Public Health Ministry hosts PTA discussion to promote HPV vaccines
DPI, GUYANA, Friday, October 13, 2017
A special Mae’s Primary School Parent Teachers’ Association (PTA) meeting, on Thursday, engaged parents and Ministry of Health officials in discussions about Human Papilloma Virus (HPV).
Director, Caribbean Surgery Incorporated Dr. Surendra Persaud told the Department of Public Information (DPI) that this is the fourth phase in a multi-stage discussion at the school on the prevention of cervical cancer.
“We all know that 20 plus women of 100,000 women in Guyana die from cervical cancer which today is considered a preventable disease. The Ministry of Public Health’s plan is to immunize 36,000 girls since that is the doses we (Ministry of Public Health) have between ages 9 to 13,” the director noted.

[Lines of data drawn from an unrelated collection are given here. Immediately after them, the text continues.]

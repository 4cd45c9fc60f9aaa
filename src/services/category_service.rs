use http::Method;

use crate::{
    client::{ApiClient, RequestBody},
    error::Result,
    models::{ApiMessage, Category, Page},
    services::resource::{self, Endpoints, IdPlacement, ListParams, Resource},
};

impl Resource for Category {
    const NAME: &'static str = "categories";
    const LABEL: &'static str = "Category";
    const ENDPOINTS: Endpoints = Endpoints {
        base: "categories",
        update_method: Method::POST,
        update_id: IdPlacement::Query,
        delete_method: Method::POST,
        delete_id: IdPlacement::Query,
    };
}

pub async fn list(client: &ApiClient, params: &ListParams) -> Result<Page<Category>> {
    resource::list(client, params).await
}

pub async fn find_by_id(client: &ApiClient, id: i64) -> Result<Category> {
    resource::find_by_id(client, id).await
}

pub async fn create(client: &ApiClient, body: RequestBody) -> Result<ApiMessage> {
    resource::create::<Category>(client, body).await
}

pub async fn update(client: &ApiClient, id: i64, body: RequestBody) -> Result<ApiMessage> {
    resource::update::<Category>(client, id, body).await
}

pub async fn delete(client: &ApiClient, id: i64) -> Result<ApiMessage> {
    resource::delete::<Category>(client, id).await
}

pub async fn search(client: &ApiClient, term: &str) -> Result<Page<Category>> {
    list(client, &ListParams::new().filter("search", term)).await
}

pub async fn active(client: &ApiClient) -> Result<Page<Category>> {
    list(client, &ListParams::new().filter("is_active", 1)).await
}
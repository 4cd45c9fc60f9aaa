//! Tables, footers and success/failure messages.

use rust_decimal::{Decimal, RoundingStrategy};

use crate::{
    error::{AppError, Result},
    models::{ApiMessage, Page},
    services::ListParams,
};

#[derive(Debug, Clone, Copy, PartialEq, Eq)]
pub enum Mutation {
    Create,
    Update,
    Delete,
    Restore,
}

impl Mutation {
    fn verb(&self) -> &'static str {
        match self {
            Mutation::Create => "create",
            Mutation::Update => "update",
            Mutation::Delete => "delete",
            Mutation::Restore => "restore",
        }
    }

    fn past(&self) -> &'static str {
        match self {
            Mutation::Create => "created",
            Mutation::Update => "updated",
            Mutation::Delete => "deleted",
            Mutation::Restore => "restored",
        }
    }
}

/// Plain-text table with columns padded to their widest cell.
#[derive(Debug, Clone)]
pub struct Table {
    headers: Vec<&'static str>,
    rows: Vec<Vec<String>>,
}

impl Table {
    pub fn new(headers: &[&'static str]) -> Self {
        Self {
            headers: headers.to_vec(),
            rows: Vec::new(),
        }
    }

    pub fn row(&mut self, cells: Vec<String>) {
        self.rows.push(cells);
    }

    pub fn is_empty(&self) -> bool {
        self.rows.is_empty()
    }

    pub fn render(&self) -> String {
        let mut widths: Vec<usize> = self.headers.iter().map(|h| h.chars().count()).collect();
        for row in &self.rows {
            for (i, cell) in row.iter().enumerate() {
                let len = cell.chars().count();
                match widths.get_mut(i) {
                    Some(width) => *width = (*width).max(len),
                    None => widths.push(len),
                }
            }
        }

        let mut out = String::new();
        let header: Vec<String> = self.headers.iter().map(|h| h.to_string()).collect();
        push_line(&mut out, &header, &widths);
        let rule: Vec<String> = widths.iter().map(|w| "-".repeat(*w)).collect();
        push_line(&mut out, &rule, &widths);
        for row in &self.rows {
            push_line(&mut out, row, &widths);
        }
        out
    }
}

fn push_line(out: &mut String, cells: &[String], widths: &[usize]) {
    let mut line = String::new();
    for (i, width) in widths.iter().enumerate() {
        let cell = cells.get(i).map(String::as_str).unwrap_or("");
        if i > 0 {
            line.push_str("  ");
        }
        line.push_str(&format!("{:<width$}", cell, width = *width));
    }
    out.push_str(line.trim_end());
    out.push('\n');
}

pub fn footer<T>(page: &Page<T>, params: &ListParams, default_limit: u32) -> String {
    let current = params.current_page();
    let limit = params.limit.unwrap_or(default_limit);
    let (from, to) = page.shown_range(current, limit);
    format!(
        "Showing {} to {} of {} results · Page {} of {}",
        from,
        to,
        page.total(),
        current,
        page.total_pages(limit)
    )
}

/// Prints a list table with its pagination footer, or an empty-state line.
pub fn print_page<T>(
    page: &Page<T>,
    table: &Table,
    params: &ListParams,
    default_limit: u32,
    plural: &str,
) {
    if table.is_empty() {
        println!("No {} found.", plural);
        return;
    }
    print!("{}", table.render());
    println!();
    println!("{}", footer(page, params, default_limit));
}

/// Prints `label: value` lines with the labels aligned.
pub fn print_details(rows: &[(&str, String)]) {
    let width = rows.iter().map(|(label, _)| label.len()).max().unwrap_or(0);
    for (label, value) in rows {
        println!("{:<width$}  {}", format!("{}:", label), value, width = width + 1);
    }
}

pub fn yes_no(value: bool) -> String {
    if value { "Yes" } else { "No" }.to_string()
}

pub fn active_label(value: bool) -> String {
    if value { "Active" } else { "Inactive" }.to_string()
}

pub fn money(amount: Decimal) -> String {
    format!(
        "${:.2}",
        amount.round_dp_with_strategy(2, RoundingStrategy::MidpointAwayFromZero)
    )
}

pub fn opt<T: ToString>(value: Option<T>) -> String {
    value.map(|v| v.to_string()).unwrap_or_else(|| "-".to_string())
}

/// Prints "<Label> created successfully!" or turns the failure into a
/// user-facing error.
pub fn report(result: Result<ApiMessage>, label: &str, mutation: Mutation) -> Result<()> {
    match result {
        Ok(message) => {
            println!("{} {} successfully!", label, mutation.past());
            if mutation == Mutation::Create {
                if let Some(id) = message.created_id() {
                    println!("ID: {}", id);
                }
            }
            Ok(())
        }
        Err(e) => Err(with_fallback(
            e,
            &format!("Failed to {} {}", mutation.verb(), label.to_lowercase()),
        )),
    }
}

/// Keeps errors that already read well and replaces the rest with `fallback`.
pub fn with_fallback(error: AppError, fallback: &str) -> AppError {
    match error {
        AppError::Validation(_) | AppError::SessionExpired | AppError::ConfigError(_) => error,
        e if e.server_message().is_some_and(|m| !m.is_empty()) => e,
        e => {
            tracing::warn!("{}: {}", fallback, e);
            AppError::InternalError(fallback.to_string())
        }
    }
}

pub fn print_error(error: &AppError) {
    match error {
        AppError::Validation(errors) => {
            eprintln!("Please fix the following fields:");
            for (field, message) in errors.iter() {
                eprintln!("  {}: {}", field, message);
            }
        }
        AppError::InternalError(message) => eprintln!("Error: {}", message),
        other => eprintln!("Error: {}", other.user_message(&other.to_string())),
    }
}

#[cfg(test)]
mod tests {
    use super::*;
    use serde_json::json;

    #[test]
    fn renders_aligned_columns() {
        let mut table = Table::new(&["ID", "Name"]);
        table.row(vec!["1".into(), "Canon".into()]);
        table.row(vec!["12".into(), "Sony".into()]);

        assert_eq!(table.render(), "ID  Name\n--  -----\n1   Canon\n12  Sony\n");
    }

    #[test]
    fn footer_text() {
        let page: Page<serde_json::Value> =
            serde_json::from_value(json!({ "data": [1, 2], "total": 42 })).unwrap();
        let params = ListParams::new().limit(20).page(3);

        assert_eq!(
            footer(&page, &params, 20),
            "Showing 41 to 42 of 42 results · Page 3 of 3"
        );
    }

    #[test]
    fn failures_fall_back_to_generic_message() {
        let err = report(
            Err(AppError::InternalError("bad json".into())),
            "Brand",
            Mutation::Create,
        )
        .unwrap_err();
        assert!(matches!(err, AppError::InternalError(ref m) if m == "Failed to create brand"));

        let err = report(
            Err(AppError::Conflict("Slug already exists".into())),
            "Brand",
            Mutation::Update,
        )
        .unwrap_err();
        assert!(matches!(err, AppError::Conflict(_)));
    }

    #[test]
    fn formats_money() {
        assert_eq!(money(Decimal::new(12345, 3)), "$12.35");
        assert_eq!(money(Decimal::from(7)), "$7.00");
    }
}
use crate::{
    client::{FileUpload, MultipartForm, RequestBody},
    error::Result,
    forms::{FieldErrors, flag, non_empty},
    models::{Brand, Category, ProductType, Subcategory},
};

#[derive(Debug, Clone)]
pub struct CategoryForm {
    pub name: String,
    pub slug: Option<String>,
    pub image_url: Option<String>,
    pub is_active: bool,
    pub image: Option<FileUpload>,
}

impl Default for CategoryForm {
    fn default() -> Self {
        Self {
            name: String::new(),
            slug: None,
            image_url: None,
            is_active: true,
            image: None,
        }
    }
}

impl From<&Category> for CategoryForm {
    fn from(category: &Category) -> Self {
        Self {
            name: category.name.clone(),
            slug: category.slug.clone(),
            image_url: category.image.clone(),
            is_active: category.is_active,
            image: None,
        }
    }
}

impl CategoryForm {
    pub fn validate(&self) -> FieldErrors {
        let mut errors = FieldErrors::new();
        if self.name.trim().is_empty() {
            errors.add("name", "Category name is required");
        }
        errors
    }

    pub fn into_body(self) -> Result<RequestBody> {
        self.validate().into_result()?;

        let mut form = MultipartForm::new().text("name", self.name.trim());
        push_optional(&mut form, "slug", self.slug.as_deref());
        push_optional(&mut form, "image_url", self.image_url.as_deref());
        form.push_text("is_active", flag(self.is_active));
        if let Some(image) = self.image {
            form.push_file("image", image);
        }
        Ok(RequestBody::Multipart(form))
    }
}

#[derive(Debug, Clone)]
pub struct SubcategoryForm {
    pub name: String,
    pub slug: Option<String>,
    pub category_id: Option<i64>,
    pub product_type: ProductType,
    pub image_url: Option<String>,
    pub is_active: bool,
    pub image: Option<FileUpload>,
}

impl Default for SubcategoryForm {
    fn default() -> Self {
        Self {
            name: String::new(),
            slug: None,
            category_id: None,
            product_type: ProductType::Both,
            image_url: None,
            is_active: true,
            image: None,
        }
    }
}

impl From<&Subcategory> for SubcategoryForm {
    fn from(subcategory: &Subcategory) -> Self {
        Self {
            name: subcategory.name.clone(),
            slug: subcategory.slug.clone(),
            category_id: subcategory.category_id,
            product_type: subcategory.product_type,
            image_url: subcategory.image_url.clone(),
            is_active: subcategory.is_active,
            image: None,
        }
    }
}

impl SubcategoryForm {
    pub fn validate(&self) -> FieldErrors {
        let mut errors = FieldErrors::new();
        if self.name.trim().is_empty() {
            errors.add("name", "Subcategory name is required");
        }
        if self.category_id.is_none() {
            errors.add("category_id", "Category is required");
        }
        errors
    }

    pub fn into_body(self) -> Result<RequestBody> {
        self.validate().into_result()?;

        let mut form = MultipartForm::new().text("name", self.name.trim());
        push_optional(&mut form, "slug", self.slug.as_deref());
        if let Some(category_id) = self.category_id {
            form.push_text("category_id", category_id);
        }
        form.push_text("type", self.product_type);
        push_optional(&mut form, "image_url", self.image_url.as_deref());
        form.push_text("is_active", flag(self.is_active));
        if let Some(image) = self.image {
            form.push_file("image", image);
        }
        Ok(RequestBody::Multipart(form))
    }
}

#[derive(Debug, Clone)]
pub struct BrandForm {
    pub name: String,
    pub slug: Option<String>,
    pub description: Option<String>,
    pub logo_url: Option<String>,
    pub is_active: bool,
    pub is_featured: bool,
    pub logo: Option<FileUpload>,
}

impl Default for BrandForm {
    fn default() -> Self {
        Self {
            name: String::new(),
            slug: None,
            description: None,
            logo_url: None,
            is_active: true,
            is_featured: false,
            logo: None,
        }
    }
}

impl From<&Brand> for BrandForm {
    fn from(brand: &Brand) -> Self {
        Self {
            name: brand.name.clone(),
            slug: brand.slug.clone(),
            description: brand.description.clone(),
            logo_url: brand.logo_url.clone(),
            is_active: brand.is_active,
            is_featured: brand.is_featured,
            logo: None,
        }
    }
}

impl BrandForm {
    pub fn validate(&self) -> FieldErrors {
        let mut errors = FieldErrors::new();
        if self.name.trim().is_empty() {
            errors.add("name", "Brand name is required");
        }
        errors
    }

    pub fn into_body(self) -> Result<RequestBody> {
        self.validate().into_result()?;

        let mut form = MultipartForm::new().text("name", self.name.trim());
        push_optional(&mut form, "slug", self.slug.as_deref());
        push_optional(&mut form, "description", self.description.as_deref());
        push_optional(&mut form, "logo_url", self.logo_url.as_deref());
        form.push_text("is_active", flag(self.is_active));
        form.push_text("is_featured", flag(self.is_featured));
        if let Some(logo) = self.logo {
            form.push_file("logo", logo);
        }
        Ok(RequestBody::Multipart(form))
    }
}

fn push_optional(form: &mut MultipartForm, field: &str, value: Option<&str>) {
    if let Some(value) = non_empty(value) {
        form.push_text(field, value);
    }
}

#[cfg(test)]
mod tests {
    use super::*;

    #[test]
    fn category_sends_flag_and_file() {
        let form = CategoryForm {
            name: " Lenses ".into(),
            is_active: false,
            image: Some(FileUpload {
                file_name: "lenses.png".into(),
                content_type: "image/png".into(),
                bytes: vec![0; 4],
            }),
            ..Default::default()
        };

        let RequestBody::Multipart(form) = form.into_body().unwrap() else {
            panic!("expected multipart body");
        };
        assert_eq!(form.text_value("name"), Some("Lenses"));
        assert_eq!(form.text_value("is_active"), Some("0"));
        assert_eq!(form.text_value("slug"), None);
        assert!(form.has_file("image"));
    }

    #[test]
    fn subcategory_requires_category() {
        let errors = SubcategoryForm {
            name: "Mirrorless".into(),
            ..Default::default()
        }
        .validate();
        assert_eq!(errors.get("category_id"), Some("Category is required"));
        assert!(!errors.contains("name"));
    }

    #[test]
    fn brand_uses_logo_field() {
        let form = BrandForm {
            name: "Sigma".into(),
            logo_url: Some("https://cdn.test/sigma.svg".into()),
            ..Default::default()
        };
        let RequestBody::Multipart(form) = form.into_body().unwrap() else {
            panic!("expected multipart body");
        };
        assert_eq!(form.text_value("logo_url"), Some("https://cdn.test/sigma.svg"));
        assert_eq!(form.text_value("is_featured"), Some("0"));
        assert!(BrandForm::default().validate().contains("name"));
    }
}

One of the parents, Tammy (only name given) described the discussion as an excellent means of disseminating necessary information. “I have heard a lot programmes on the radio about it and I know people have a lot questions and concerns about the age… from as young as 9 (years old) and the fact that they have to explain to children why they are getting the vaccine,” she explained.
Dr. Persaud was delighted with the responses and opined that it was proof that more persons are willing to be educated on the vaccine.

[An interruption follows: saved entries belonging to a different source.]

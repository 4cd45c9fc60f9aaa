use chrono::NaiveDateTime;
use serde::Deserialize;

use crate::models::ProductType;
use crate::utils::de;

#[derive(Debug, Clone, Deserialize)]
pub struct Category {
    #[serde(deserialize_with = "de::int")]
    pub id: i64,
    pub name: String,
    #[serde(default)]
    pub slug: Option<String>,
    #[serde(default, alias = "image_url")]
    pub image: Option<String>,
    #[serde(default = "de::default_true", deserialize_with = "de::flag")]
    pub is_active: bool,
    #[serde(default, deserialize_with = "de::opt_int")]
    pub subcategory_count: Option<i64>,
    #[serde(default, deserialize_with = "de::opt_datetime")]
    pub created_at: Option<NaiveDateTime>,
    #[serde(default, deserialize_with = "de::opt_datetime")]
    pub updated_at: Option<NaiveDateTime>,
}

#[derive(Debug, Clone, Deserialize)]
pub struct Subcategory {
    #[serde(deserialize_with = "de::int")]
    pub id: i64,
    pub name: String,
    #[serde(default)]
    pub slug: Option<String>,
    #[serde(default, deserialize_with = "de::opt_int")]
    pub category_id: Option<i64>,
    #[serde(default)]
    pub category_name: Option<String>,
    #[serde(default, rename = "type")]
    pub product_type: ProductType,
    #[serde(default)]
    pub image_url: Option<String>,
    #[serde(default = "de::default_true", deserialize_with = "de::flag")]
    pub is_active: bool,
    #[serde(default, deserialize_with = "de::opt_datetime")]
    pub created_at: Option<NaiveDateTime>,
}
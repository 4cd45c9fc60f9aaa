use regex::Regex;
use serde_json::{Value, json};
use std::sync::LazyLock;

use crate::{
    client::RequestBody,
    error::Result,
    forms::{FieldErrors, FormMode, non_empty},
    models::{User, UserRole},
};

static EMAIL_RE: LazyLock<Regex> = LazyLock::new(|| {
    Regex::new(r"^[^\s@]+@[^\s@]+\.[^\s@]+$").expect("failed to create the email pattern")
});
static PHONE_RE: LazyLock<Regex> = LazyLock::new(|| {
    Regex::new(r"^[\d\s\-\+\(\)]+$").expect("failed to create the phone pattern")
});

#[derive(Debug, Clone)]
pub struct UserForm {
    pub full_name: String,
    pub email: String,
    pub password: Option<String>,
    pub phone: Option<String>,
    pub role: UserRole,
    pub is_active: bool,
}

impl Default for UserForm {
    fn default() -> Self {
        Self {
            full_name: String::new(),
            email: String::new(),
            password: None,
            phone: None,
            role: UserRole::Employee,
            is_active: true,
        }
    }
}

impl From<&User> for UserForm {
    fn from(user: &User) -> Self {
        Self {
            full_name: user.full_name.clone(),
            email: user.email.clone(),
            password: None,
            phone: user.phone.clone(),
            role: user.role,
            is_active: user.is_active,
        }
    }
}

pub fn is_valid_email(email: &str) -> bool {
    EMAIL_RE.is_match(email)
}

pub fn is_valid_phone(phone: &str) -> bool {
    PHONE_RE.is_match(phone)
}

impl UserForm {
    pub fn validate(&self, mode: FormMode) -> FieldErrors {
        let mut errors = FieldErrors::new();

        let full_name = self.full_name.trim();
        if full_name.is_empty() {
            errors.add("full_name", "Full name is required");
        } else if full_name.chars().count() < 2 {
            errors.add("full_name", "Full name must be at least 2 characters");
        }

        let email = self.email.trim();
        if email.is_empty() {
            if mode == FormMode::Create {
                errors.add("email", "Email is required");
            }
        } else if !is_valid_email(email) {
            errors.add("email", "Please enter a valid email address");
        }

        match self.password.as_deref().filter(|p| !p.is_empty()) {
            None if mode == FormMode::Create => {
                errors.add("password", "Password is required for new users")
            }
            Some(password) if password.chars().count() < 6 => {
                errors.add("password", "Password must be at least 6 characters")
            }
            _ => {}
        }

        if let Some(phone) = non_empty(self.phone.as_deref()) {
            if !is_valid_phone(phone) {
                errors.add("phone", "Please enter a valid phone number");
            }
        }

        errors
    }

    /// The password is only sent when given; on edits a blank email is left out.
    pub fn into_body(self, mode: FormMode) -> Result<RequestBody> {
        self.validate(mode).into_result()?;

        let mut body = json!({
            "full_name": self.full_name.trim(),
            "phone": non_empty(self.phone.as_deref()),
            "role": self.role.as_str(),
            "is_active": self.is_active,
        });
        if let Some(email) = non_empty(Some(&self.email)) {
            body["email"] = Value::from(email);
        }
        if let Some(password) = self.password.filter(|p| !p.is_empty()) {
            body["password"] = Value::from(password);
        }
        Ok(RequestBody::Json(body))
    }
}

#[cfg(test)]
mod tests {
    use super::*;

    #[test]
    fn create_rules() {
        let errors = UserForm {
            full_name: "A".into(),
            email: "nope@".into(),
            phone: Some("555-abc".into()),
            ..Default::default()
        }
        .validate(FormMode::Create);

        assert_eq!(
            errors.get("full_name"),
            Some("Full name must be at least 2 characters")
        );
        assert_eq!(errors.get("email"), Some("Please enter a valid email address"));
        assert_eq!(errors.get("password"), Some("Password is required for new users"));
        assert_eq!(errors.get("phone"), Some("Please enter a valid phone number"));
    }

    #[test]
    fn edit_allows_missing_email_and_password() {
        let form = UserForm {
            full_name: "Nino Beridze".into(),
            phone: Some("+995 (555) 12-34-56".into()),
            ..Default::default()
        };
        assert!(form.validate(FormMode::Edit).is_empty());

        let RequestBody::Json(body) = form.into_body(FormMode::Edit).unwrap() else {
            panic!("expected json body");
        };
        assert!(body.get("email").is_none());
        assert!(body.get("password").is_none());
        assert_eq!(body["role"], "employee");

        let short = UserForm {
            full_name: "Nino".into(),
            password: Some("12345".into()),
            ..Default::default()
        };
        assert_eq!(
            short.validate(FormMode::Edit).get("password"),
            Some("Password must be at least 6 characters")
        );
    }

    #[test]
    fn email_pattern() {
        assert!(is_valid_email("staff@shop.ge"));
        assert!(!is_valid_email("staff shop@ge.com"));
        assert!(!is_valid_email("staff@shop"));
    }
}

It was reported that during 2003 to 2012, Guyana recorded 6,518 new cases of cancers for an overall cumulative incidence rate of 867.7 per 100,000 populations. 3,956 or 60% were females and the remainder males, giving a female to male ratio of 1.54:1.

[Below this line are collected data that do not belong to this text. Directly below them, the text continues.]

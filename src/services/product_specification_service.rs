use http::Method;
use serde_json::{Value, json};

use crate::{
    client::{ApiClient, ApiRequest, RequestBody},
    error::{AppError, Result},
    models::{ApiMessage, GroupedSpecifications, Page, ProductSpecification},
    services::resource::{self, Endpoints, IdPlacement, ListParams, Resource},
};

impl Resource for ProductSpecification {
    const NAME: &'static str = "product_specifications";
    const LABEL: &'static str = "Specification";
    const ENDPOINTS: Endpoints = Endpoints {
        base: "product_specifications",
        update_method: Method::PUT,
        update_id: IdPlacement::Body,
        delete_method: Method::DELETE,
        delete_id: IdPlacement::Body,
    };
}

/// One row of a bulk create.
#[derive(Debug, Clone, PartialEq)]
pub struct SpecInput {
    pub spec_name: String,
    pub spec_value: String,
    pub spec_group: Option<String>,
}

pub async fn list(client: &ApiClient, params: &ListParams) -> Result<Page<ProductSpecification>> {
    resource::list(client, params).await
}

pub async fn find_by_id(client: &ApiClient, id: i64) -> Result<ProductSpecification> {
    resource::find_by_id(client, id).await
}

pub async fn create(client: &ApiClient, body: RequestBody) -> Result<ApiMessage> {
    resource::create::<ProductSpecification>(client, body).await
}

pub async fn update(client: &ApiClient, id: i64, body: RequestBody) -> Result<ApiMessage> {
    resource::update::<ProductSpecification>(client, id, body).await
}

pub async fn delete(client: &ApiClient, id: i64) -> Result<ApiMessage> {
    resource::delete::<ProductSpecification>(client, id).await
}

pub async fn by_product(
    client: &ApiClient,
    product_id: i64,
) -> Result<Page<ProductSpecification>> {
    list(client, &ListParams::new().filter("product_id", product_id)).await
}

pub async fn by_group(
    client: &ApiClient,
    product_id: i64,
    group: &str,
) -> Result<Page<ProductSpecification>> {
    let params = ListParams::new()
        .filter("product_id", product_id)
        .filter("spec_group", group);
    list(client, &params).await
}

/// Specifications of a product keyed by group, as grouped by the server.
pub async fn grouped(client: &ApiClient, product_id: i64) -> Result<GroupedSpecifications> {
    let request = ApiRequest::get(ProductSpecification::ENDPOINTS.path("get"))
        .query("product_id", product_id)
        .query("grouped", 1);
    client.send(&request).await
}

pub async fn bulk_create(
    client: &ApiClient,
    product_id: i64,
    specs: &[SpecInput],
    start_order: Option<i64>,
) -> Result<ApiMessage> {
    if specs.is_empty() {
        return Err(AppError::BadRequest("No specifications to create".to_string()));
    }

    let specs: Vec<Value> = specs
        .iter()
        .map(|spec| {
            json!({
                "spec_name": spec.spec_name,
                "spec_value": spec.spec_value,
                "spec_group": spec.spec_group,
            })
        })
        .collect();

    let mut body = json!({ "product_id": product_id, "specs": specs });
    if let Some(start) = start_order {
        body["start_order"] = Value::from(start);
    }
    create(client, RequestBody::Json(body)).await
}

/// Assigns `display_order` 0, 1, 2... following the order of `ids`.
///
/// The updates go out one at a time. On the first failure the error is
/// returned, the updates before it stay applied and the rest are not sent.
pub async fn reorder(client: &ApiClient, ids: &[i64]) -> Result<Vec<ApiMessage>> {
    let mut results = Vec::with_capacity(ids.len());
    for (order, id) in ids.iter().enumerate() {
        let request = ApiRequest::put(ProductSpecification::ENDPOINTS.path("update"))
            .json(json!({ "id": id, "display_order": order }));
        results.push(resource::mutate(client, &request).await?);
    }
    Ok(results)
}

HPV is a viral infection that is conveyed through skin-to-skin contact. There are more than 100 varieties, forty of which are transmitted through sexual contact, which largely affects the genitals, mouth, or throat areas.
According to the Centers for Disease Control and Prevention (CDC), HPV is the most common sexually transmitted infection that affects both men and women. This leads to most sexually active persons contracting some form of the virus despite having few sexual partners.
Cancers caused by HPV go largely undetected because the virus often does not show symptoms until the cancer is in the latter stages of growth. Regular screenings can help diagnose HPV-related health problems early, which can improve the outlook and increase chances of survival.
The Public Health Ministry is currently promoting the HPV vaccine’s importance countrywide, in hopes that citizens support the fight against cervical cancer and other diseases.